Гермоген бороду в горсть взял, долго смотрел в открытые глаза Петра, вспоминал: всё, что говорил ему ведун, всегда оборачивалось правдой, всегда исполнялось. Как тут не покаяться перед златоустом. И собрался с духом, переступил через гордыню:
— Прости, брат, трижды прошу. Грешен пред тобой. Всё думал, что ты меня принёс на заставу, ан выходит — дева...

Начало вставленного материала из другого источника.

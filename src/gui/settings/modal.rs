use eframe::egui;
use reqwest::Url;

use super::data::SettingsData;
use crate::gui::modal::{
    Modal,
    ModalConfig,
    ModalResult,
};

#[derive(Clone, Default)]
pub struct SettingsModalData {
    pub settings: SettingsData,
    pub original_settings: SettingsData,
}

impl SettingsModalData {
    pub fn is_dirty(&self) -> bool {
        self.settings != self.original_settings
    }

    /// Why the edited server URL cannot be used, if it cannot.
    pub fn url_problem(&self) -> Option<String> {
        match Url::parse(self.settings.server_url.trim()) {
            Ok(url) if url.cannot_be_a_base() => Some("URL cannot carry a path".to_string()),
            Ok(_) => None,
            Err(e) => Some(e.to_string()),
        }
    }
}

pub struct SettingsModal {
    modal: Modal<SettingsModalData>,
}

impl SettingsModal {
    pub fn new() -> Self {
        let config = ModalConfig { min_width: 420.0, ..Default::default() };

        Self {
            modal: Modal::new_with_data("Settings", SettingsModalData::default()).with_config(config),
        }
    }

    pub fn open_settings(&mut self, current_settings: SettingsData) {
        let data = self.modal.data_mut();
        data.settings = current_settings.clone();
        data.original_settings = current_settings;
        self.modal.open();
    }

    pub fn is_open(&self) -> bool {
        self.modal.is_open()
    }

    /// Returns the new settings once the user saves them.
    pub fn show(&mut self, ctx: &egui::Context) -> Option<SettingsData> {
        let result = self.modal.show(ctx, |ui, data| {
            egui::Grid::new("settings_grid").num_columns(2).spacing([12.0, 8.0]).show(ui, |ui| {
                ui.label("Server URL");
                ui.text_edit_singleline(&mut data.settings.server_url);
                ui.end_row();

                ui.label("Dishes to preload");
                ui.add(egui::DragValue::new(&mut data.settings.prefetch_target).range(1..=5));
                ui.end_row();

                ui.label("Swipe duration");
                ui.add(
                    egui::DragValue::new(&mut data.settings.swipe_duration_ms)
                        .range(100..=1500)
                        .suffix(" ms"),
                );
                ui.end_row();

                ui.label("Swipe distance");
                ui.add(egui::Slider::new(&mut data.settings.swipe_threshold, 40.0..=300.0).suffix(" pt"));
                ui.end_row();

                ui.label("Dark mode");
                ui.checkbox(&mut data.settings.dark_mode, "");
                ui.end_row();
            });

            let url_problem = data.url_problem();
            if let Some(problem) = &url_problem {
                ui.colored_label(ui.visuals().error_fg_color, format!("Invalid URL: {problem}"));
            } else if data.is_dirty() {
                ui.horizontal(|ui| {
                    ui.colored_label(ui.visuals().warn_fg_color, "⚠");
                    ui.label("Saving starts a new swipe session");
                });
            }

            ui.separator();

            ui.horizontal(|ui| {
                let can_save = data.is_dirty() && url_problem.is_none();

                if ui.add_enabled(can_save, egui::Button::new("Save")).clicked() {
                    data.settings.server_url = data.settings.server_url.trim().to_string();
                    return Some(ModalResult::Confirmed(data.clone()));
                }
                if ui.button("Restore Default").clicked() {
                    data.settings = SettingsData::new();
                }
                if ui.button("Close").clicked() {
                    return Some(ModalResult::Cancelled);
                }
                None
            })
            .inner
        });

        match result {
            Some(ModalResult::Confirmed(data)) => Some(data.settings),
            _ => None,
        }
    }
}

impl Default for SettingsModal {
    fn default() -> Self {
        Self::new()
    }
}

#[cfg(test)]
mod tests {
    use super::*;

    #[test]
    fn test_dirty_tracking_and_url_check() {
        let mut data = SettingsModalData {
            settings: SettingsData::new(),
            original_settings: SettingsData::new(),
        };
        assert!(!data.is_dirty());
        assert!(data.url_problem().is_none());

        data.settings.server_url = "localhost".to_string();
        assert!(data.is_dirty());
        assert!(data.url_problem().is_some());

        data.settings.server_url = "data:text/plain,hi".to_string();
        assert!(data.url_problem().is_some());
    }
}
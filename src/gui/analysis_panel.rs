use eframe::egui;

use super::{
    card_stack::flavor_bar,
    theme::Theme,
};
use crate::view::{
    analysis::{
        ProfileView,
        RecommendationView,
        ANALYSIS_ERROR_MESSAGE,
        NO_ANALYSIS_MESSAGE,
    },
    AnalysisPanel,
};

/// Shows the taste profile window. Returns `true` when the user closed it.
pub fn analysis_window(ctx: &egui::Context, panel: &AnalysisPanel, theme: &Theme) -> bool {
    let mut open = true;

    egui::Window::new("Taste Profile")
        .open(&mut open)
        .default_width(380.0)
        .resizable(true)
        .show(ctx, |ui| {
            egui::ScrollArea::vertical().show(ui, |ui| match panel {
                AnalysisPanel::Hidden => {}
                AnalysisPanel::Loading => {
                    ui.horizontal(|ui| {
                        ui.spinner();
                        ui.label("Loading your taste profile...");
                    });
                }
                AnalysisPanel::NotEnoughData => {
                    ui.label(NO_ANALYSIS_MESSAGE);
                }
                AnalysisPanel::Failed => {
                    ui.colored_label(ui.visuals().error_fg_color, ANALYSIS_ERROR_MESSAGE);
                }
                AnalysisPanel::Ready { profile, recommendations } => {
                    if let Some(profile) = profile {
                        profile_section(ui, profile, theme);
                    }
                    if !recommendations.is_empty() {
                        ui.separator();
                        recommendations_section(ui, recommendations, theme);
                    }
                }
            });
        });

    !open
}

fn profile_section(ui: &mut egui::Ui, profile: &ProfileView, theme: &Theme) {
    ui.horizontal(|ui| {
        ui.heading("Your Taste");
        egui::Frame::new()
            .fill(theme.accent(ui.ctx()))
            .corner_radius(egui::CornerRadius::same(8))
            .inner_margin(egui::Margin::symmetric(8, 2))
            .show(ui, |ui| {
                ui.label(egui::RichText::new(&profile.foodie_type).strong().color(egui::Color32::BLACK));
            });
    });

    ui.small(&profile.foodie_tag);
    ui.add_space(6.0);

    if !profile.summary.is_empty() {
        ui.label(&profile.summary);
        ui.add_space(6.0);
    }

    for bar in &profile.metrics {
        flavor_bar(ui, bar, theme);
    }

    if !profile.cuisines.is_empty() {
        ui.add_space(6.0);
        ui.label(format!("Favourite cuisines: {}", profile.cuisines.join(", ")));
    }
}

fn recommendations_section(ui: &mut egui::Ui, recommendations: &[RecommendationView], theme: &Theme) {
    ui.heading("Recommended for you");

    for recommendation in recommendations {
        ui.group(|ui| {
            ui.set_width(ui.available_width());
            ui.label(egui::RichText::new(&recommendation.name).strong());
            ui.label(&recommendation.description);
            ui.horizontal_wrapped(|ui| {
                for chip in &recommendation.chips {
                    ui.small(egui::RichText::new(chip.chip()).color(theme.flavor(ui.ctx(), chip.flavor)));
                }
            });
        });
    }
}
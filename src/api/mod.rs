//! Client side of the dish service.
//!
//! | Endpoint            | Purpose                                  |
//! |---------------------|------------------------------------------|
//! | `GET /random-dish`  | one random dish, or an exhaustion signal |
//! | `GET /like/{name}`  | record a like, may return insights       |
//! | `GET /profile`      | liked dishes and recommendations         |
//! | `GET /reset-session`| drop the server side session             |
use futures::future::BoxFuture;

use crate::core::{
    errors::FetchError,
    models::{
        DishFetch,
        Feedback,
        Profile,
        ResetOutcome,
    },
};

pub mod http;
#[cfg(test)]
pub mod testing;
pub mod types;

pub use http::HttpDishApi;

pub trait DishApi: Send + Sync {
    fn random_dish(&self) -> BoxFuture<'_, Result<DishFetch, FetchError>>;

    fn like<'a>(&'a self, dish_name: &'a str) -> BoxFuture<'a, Result<Feedback, FetchError>>;

    fn profile(&self) -> BoxFuture<'_, Result<Profile, FetchError>>;

    fn reset_session(&self) -> BoxFuture<'_, Result<ResetOutcome, FetchError>>;
}
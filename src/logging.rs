//! Tracing setup and the in-app activity log.

use std::{
    collections::VecDeque,
    sync::Once,
};

use chrono::{
    DateTime,
    Local,
};
use tracing_subscriber::{
    fmt,
    prelude::*,
    EnvFilter,
};

use crate::core::tasks::TaskKind;

pub const LOG_ENV: &str = "DISHSWIPE_LOG";
const DEFAULT_FILTER: &str = "dishswipe=info";

pub const LOG_SINK_CAPACITY: usize = 64;

static INIT: Once = Once::new();

/// Installs the global subscriber. Filters come from `DISHSWIPE_LOG`
/// (e.g. `DISHSWIPE_LOG=dishswipe::session=debug`), falling back to
/// `dishswipe=info`. Safe to call more than once.
pub fn init_tracing() {
    INIT.call_once(|| {
        let filter =
            EnvFilter::try_from_env(LOG_ENV).unwrap_or_else(|_| EnvFilter::new(DEFAULT_FILTER));

        tracing_subscriber::registry().with(fmt::layer().with_target(true)).with(filter).init();
    });
}

#[derive(Debug, Clone, PartialEq)]
pub struct LogEntry {
    pub at: DateTime<Local>,
    pub task: TaskKind,
    pub message: String,
}

impl LogEntry {
    pub fn timestamp(&self) -> String {
        self.at.format("%H:%M:%S").to_string()
    }
}

/// Background failures the user never sees as errors, newest last.
#[derive(Debug)]
pub struct LogSink {
    entries: VecDeque<LogEntry>,
    capacity: usize,
}

impl Default for LogSink {
    fn default() -> Self {
        Self::with_capacity(LOG_SINK_CAPACITY)
    }
}

impl LogSink {
    pub fn with_capacity(capacity: usize) -> Self {
        Self { entries: VecDeque::with_capacity(capacity), capacity }
    }

    pub fn record(&mut self, task: TaskKind, message: impl Into<String>) {
        if self.capacity == 0 {
            return;
        }
        if self.entries.len() == self.capacity {
            self.entries.pop_front();
        }
        self.entries.push_back(LogEntry { at: Local::now(), task, message: message.into() });
    }

    pub fn entries(&self) -> impl DoubleEndedIterator<Item = &LogEntry> {
        self.entries.iter()
    }

    pub fn len(&self) -> usize {
        self.entries.len()
    }

    pub fn is_empty(&self) -> bool {
        self.entries.is_empty()
    }

    pub fn clear(&mut self) {
        self.entries.clear();
    }
}

#[cfg(test)]
mod tests {
    use super::*;

    #[test]
    fn test_sink_drops_oldest() {
        let mut sink = LogSink::with_capacity(2);
        sink.record(TaskKind::Prefetch, "first");
        sink.record(TaskKind::Feedback, "second");
        sink.record(TaskKind::Prefetch, "third");

        let messages: Vec<&str> = sink.entries().map(|e| e.message.as_str()).collect();
        assert_eq!(messages, vec!["second", "third"]);
        assert_eq!(sink.entries().next().map(|e| e.task), Some(TaskKind::Feedback));
    }

    #[test]
    fn test_init_tracing_twice() {
        init_tracing();
        init_tracing();
    }
}
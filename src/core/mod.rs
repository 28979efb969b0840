pub mod errors;
pub mod models;
pub mod tasks;

pub use errors::{
    DishSwipeError,
    FetchError,
};
pub use models::{
    Decision,
    Dish,
};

— Я и принёс, а дева токмо крест на твоей ране держала. А как пришли мы к заставе, положил я тебя у ворот, дева и говорит: «Спасибо, Петруша, за то, что суженого моего спас. Я-то порадовалась, думала, наконец-то дождалась и в райские чертоги вместе отойдём. Не суждено ему, знать, с невестой встретиться. Напомни ему. Настей меня звали в миру». И ушла она от меня, облачком улетела... Вот и вся правда...
Гермоген слушал Петра и тихо плакал. Была у него невеста Настёна-волжанка. Думал, как с Казанью покончат, сватов заслать. Не успел, налетела орда, где ноне Свияжск стоит, на малое сельцо, кого порубила, кого в полон взяла. А Настёна копьём себя пронзила, когда мурза ухватить её хотел. С той поры и охотился Ермолай за каждым мурзой, как за ненавистным врагом.
Побратимы долго сидели молча. Слёзы на глазах у Гермогена высохли, рука потянулась к руке Петра.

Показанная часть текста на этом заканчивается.